Article published: Tuesday, November 17th 2009
Manchester’s social housing waiting list is mounting as the local council struggles to halt the current increase. Official statistics show an estimated 13,000 homes are currently unoccupied in Manchester. Meanwhile, the waiting list published in June details more than 23,000 people waiting to be re-housed – an increase of 1,768 in 12 months.
Lib Dem councillors are calling for urgent action to deal with the issue, encouraging the council to “use all the powers and resources at its disposal to make serious inroads into tackling the Housing Crisis.”
Cllr Donaldson said: “It is a misconception that things are rosy in the garden,” and branded Labour’s handling of the housing crisis as “totally complacent.”
The worrying figures has prompted Lib Dem councillors to call for greater investment in social housing from Westminster in order to tackle the serious issues of housing affecting large numbers of Manchester residents. Cllr Donaldson said: “The response in the House of Commons is unsatisfactory. There have been promises of inaction.” The Lib Dem Cllr also stated that the problem isn’t just in Manchester but all across the UK. However, it’s the Northwest which boasts the largest waiting list in the country.
But Labour’s city council supremo on housing, Cllr Paul Andrews denied there being such a crisis in Manchester at the full council meeting of 7 October. The statistics appear to indicate otherwise. It’s difficult to spin a seven per cent rise in waiting list numbers in just 12 months as insignificant, especially when the starting point was 21,000.
Meanwhile there are 13,000 houses lying empty in the community, considered to be a stain on society, but which could potentially provide much needed accomodation. The Empty Homes Agency, an independent charity, which aims to highlight the waste of empty property in England and keep the housing crisis in the public eye to aid the regeneration of communities.
David Ireland, Chief Executive of the group believes that, of the areas affected by empty homes, Manchester is “well above average” and points towards the recession for causing “regeneration stalls”, where social housing has been at a point of transition, but a lack of funding has prevented the completion of certain housing projects.
Mr Ireland suggests that a study of an area’s condition beforehand is paramount to deciding the best way to make it “economically active” again, adding, “Manchester is a mixed bag. There have been success stories in Manchester and Salford with New Islington and Chimney Pot Park, which have changed the perception of the areas.”
These specific success stories have come as a result of total regeneration after destroying houses – “flattening the whole lot”. Mr Ireland emphasised other northern success stories where communities have been brought back from nearly complete depletion. In Newcastle the council set up a scheme called homesteading, and sold council houses for £1 under the premise that residents would renovate and commit to the property for the long term.
The amount of empty housing in the area can be partly attributed to the private ownership of these properties, with owners waiting for another boom in the housing market. With Manchester’s Labour council still suffering from the legacy of the Thatcher years and the ‘Right to Buy’ scheme, large numbers of council houses were sold off but not replaced. Many rich landlords snapped up a vast amount of affordable social housing, and the baton of providing new housing stock passed over to the private sector. Unfortunately for those who languish at the bottom of the waiting list, the private sector makes more money out of the richer tenants and buyers than the poorer ones.

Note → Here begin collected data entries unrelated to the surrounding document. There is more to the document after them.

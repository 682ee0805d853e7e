use std::path::PathBuf;

use thiserror::Error;

#[derive(Error, Debug)]
pub enum DescriptorError {
    #[error("block selection has {got} entries but {expected} block kinds are registered")]
    SelectionLength { expected: usize, got: usize },

    #[error("invalid feature filter: {0}")]
    InvalidFilter(String),

    #[error("feature filter index {index} is out of range for a {width}-wide feature vector")]
    FilterOutOfRange { index: usize, width: usize },

    #[error("failed to load feature filter from {}: {cause:#}", path.display())]
    FilterLoad { path: PathBuf, cause: anyhow::Error },

    #[error("block name {name:?} {reason}")]
    InvalidBlockName { name: String, reason: &'static str },

    #[error("mismatching feature filters")]
    FilterMismatch,

    #[error("molecule id {0:?} cannot be used as a cache file name")]
    InvalidMoleculeId(String),

    #[error("index {index} out of range for dataset of {len} samples")]
    IndexOutOfRange { index: usize, len: usize },

    #[error("block {block} returned {got} values for molecule {molecule}, expected {expected}")]
    BlockWidth { block: String, molecule: String, expected: usize, got: usize },

    #[error("computing block {block} for molecule {molecule} failed: {cause:#}")]
    Compute { block: String, molecule: String, cause: anyhow::Error },

    #[error("materialization requested before normalization factors were resolved")]
    NormalizationPending,

    #[error("data inconsistency: {0}")]
    DataInconsistency(String),

    #[error("failed to create directory {}: {source}", path.display())]
    CreateDir { path: PathBuf, source: std::io::Error },

    #[error("io error on {}: {source}", path.display())]
    Io { path: PathBuf, source: std::io::Error },

    #[error("bincode error {0}")]
    Deserialization(#[from] Box<bincode::ErrorKind>),

    #[error("csv error {0}")]
    Csv(#[from] csv::Error),

    #[error("parquet error {0}")]
    Parquet(#[from] parquet::errors::ParquetError),

    #[error("arrow error {0}")]
    Arrow(#[from] arrow::error::ArrowError),

    #[error("config error {0}")]
    Config(#[from] serde_json::Error),
}

impl DescriptorError {
    pub(crate) fn io(path: impl Into<PathBuf>, source: std::io::Error) -> Self {
        DescriptorError::Io { path: path.into(), source }
    }

    /// Whether this error is one of the fatal configuration problems that are
    /// surfaced immediately instead of being encoded in the data.
    pub fn is_configuration(&self) -> bool {
        matches!(
            self,
            DescriptorError::SelectionLength { .. }
                | DescriptorError::InvalidFilter(_)
                | DescriptorError::FilterOutOfRange { .. }
                | DescriptorError::FilterLoad { .. }
                | DescriptorError::FilterMismatch
                | DescriptorError::InvalidBlockName { .. }
                | DescriptorError::InvalidMoleculeId(_)
                | DescriptorError::CreateDir { .. }
                | DescriptorError::Config(_)
        )
    }
}

pub type Result<T> = std::result::Result<T, DescriptorError>;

The trend of council-owned housing being transferred to registered housing associations has continued since 1997. However, different housing groups exist to aid those who seek affordable social housing. The Great Places Housing Group, which produces over 400 social and affordable properties per year, have a scheme called ‘shared-ownership’, concerning those who earn up to £60,000 a year. According to a spokesperson for the GPHG, people who wish to get onto the housing ladder can “buy a 50 per cent share and pay a combination of rent and mortgage”.
The government appointed organisation Plumlife, a not-for-profit company specialising in shared and low cost home ownership is part of the GPHG. Plumlife “offer help to those who cannot afford a property with just a commercially-available mortgage”. The scheme is supposed to work in favour of the homeowner so that if the level of income or house price increases the homeowner can purchase more of a share in the property. The scheme has brought relative success since the start of this financial year, with family friendly rural areas the most desirable locations according to the GPHG.
This type of scheme is supported by Lib Dem Councillors and they deem the money which the council has in reserve could be shared with first time property buyers. This scheme would “ensure that the council receives a share of the money when the property is sold and the council will not lose its reserves.”
In September the council announced that it would build a rather non-inspiring 32 homes in Charlestown and Blackley, which would aid a miniscule number of the waiting list. Simultaneously with the number of empty homes and the waiting list increasing, it may be a more productive strategy on the council’s part to buy back some of the empty housing stock from property developers.